//! Cart Totals

use rust_decimal::Decimal;
use rusty_money::iso::Currency;
use serde::Serialize;

use crate::{cart::Cart, config::ConfigError, money::round_to_minor};

/// A VAT percentage between 0 and 100.
#[derive(Debug, Clone, Copy, PartialEq, Eq, Serialize)]
#[serde(transparent)]
pub struct VatRate(Decimal);

impl VatRate {
    /// Validate a VAT percentage.
    ///
    /// # Errors
    ///
    /// - [`ConfigError::NegativeVatRate`]: the rate is below zero.
    /// - [`ConfigError::VatRateTooHigh`]: the rate is above 100.
    pub fn new(percent: Decimal) -> Result<Self, ConfigError> {
        if percent < Decimal::ZERO {
            return Err(ConfigError::NegativeVatRate(percent));
        }

        if percent > Decimal::ONE_HUNDRED {
            return Err(ConfigError::VatRateTooHigh(percent));
        }

        Ok(Self(percent))
    }

    /// The rate as a percentage.
    pub const fn percent(self) -> Decimal {
        self.0
    }
}

impl Default for VatRate {
    fn default() -> Self {
        Self(Decimal::ZERO)
    }
}

/// Derived money figures for a cart.
#[derive(Debug, Clone, PartialEq, Serialize)]
#[serde(rename_all = "camelCase")]
pub struct CartTotals {
    /// Sum of line subtotals
    pub subtotal: Decimal,

    /// Applied discount
    pub discount: Decimal,

    /// `subtotal - discount`
    pub subtotal_after_discount: Decimal,

    /// VAT percentage used
    pub vat_rate: VatRate,

    /// VAT on the discounted subtotal, rounded to minor units
    pub vat_amount: Decimal,

    /// `subtotal_after_discount + vat_amount`
    pub total: Decimal,

    /// Units across all lines
    pub item_count: u64,
}

/// Compute subtotal, discount, VAT and total for a cart.
pub fn recompute_totals(cart: &Cart, vat_rate: VatRate, currency: &Currency) -> CartTotals {
    let subtotal = cart.subtotal();
    let discount = cart.discount_amount();
    let subtotal_after_discount = subtotal - discount;
    let vat_amount = round_to_minor(
        subtotal_after_discount * vat_rate.percent() / Decimal::ONE_HUNDRED,
        currency,
    );

    CartTotals {
        subtotal,
        discount,
        subtotal_after_discount,
        vat_rate,
        vat_amount,
        total: subtotal_after_discount + vat_amount,
        item_count: cart.item_count(),
    }
}
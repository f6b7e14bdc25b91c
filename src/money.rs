//! Money

use rust_decimal::{Decimal, RoundingStrategy};
use rusty_money::iso::{self, Currency};

/// Largest unit price accepted from the catalog or a stored cart (10^15).
///
/// Quantities are `u32`, so a line subtotal stays below 5 * 10^24 and a
/// percentage of it below 5 * 10^26, inside `Decimal`'s range.
pub const MAX_UNIT_PRICE: Decimal = Decimal::from_parts(0xA4C6_8000, 0x0003_8D7E, 0, false, 0);

/// Whether `price` is a usable unit price: not negative, at most
/// [`MAX_UNIT_PRICE`].
pub fn is_valid_unit_price(price: Decimal) -> bool {
    !price.is_sign_negative() && price <= MAX_UNIT_PRICE
}

/// Round an amount to the currency's minor units, half away from zero.
#[must_use]
pub fn round_to_minor(amount: Decimal, currency: &Currency) -> Decimal {
    amount.round_dp_with_strategy(currency.exponent, RoundingStrategy::MidpointAwayFromZero)
}

/// Resolve an ISO 4217 alpha code to a currency.
pub fn find_currency(code: &str) -> Option<&'static Currency> {
    iso::find(&code.to_ascii_uppercase())
}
____________________
Start at the line containing "away from zero.". Repeat it and each line after it, word for word, to the end of the records.

- [Written response]:
/// Round an amount to the currency's minor units, half away from zero.
#[must_use]
pub fn round_to_minor(amount: Decimal, currency: &Currency) -> Decimal {
    amount.round_dp_with_strategy(currency.exponent, RoundingStrategy::MidpointAwayFromZero)
}

/// Resolve an ISO 4217 alpha code to a currency.
pub fn find_currency(code: &str) -> Option<&'static Currency> {
    iso::find(&code.to_ascii_uppercase())
}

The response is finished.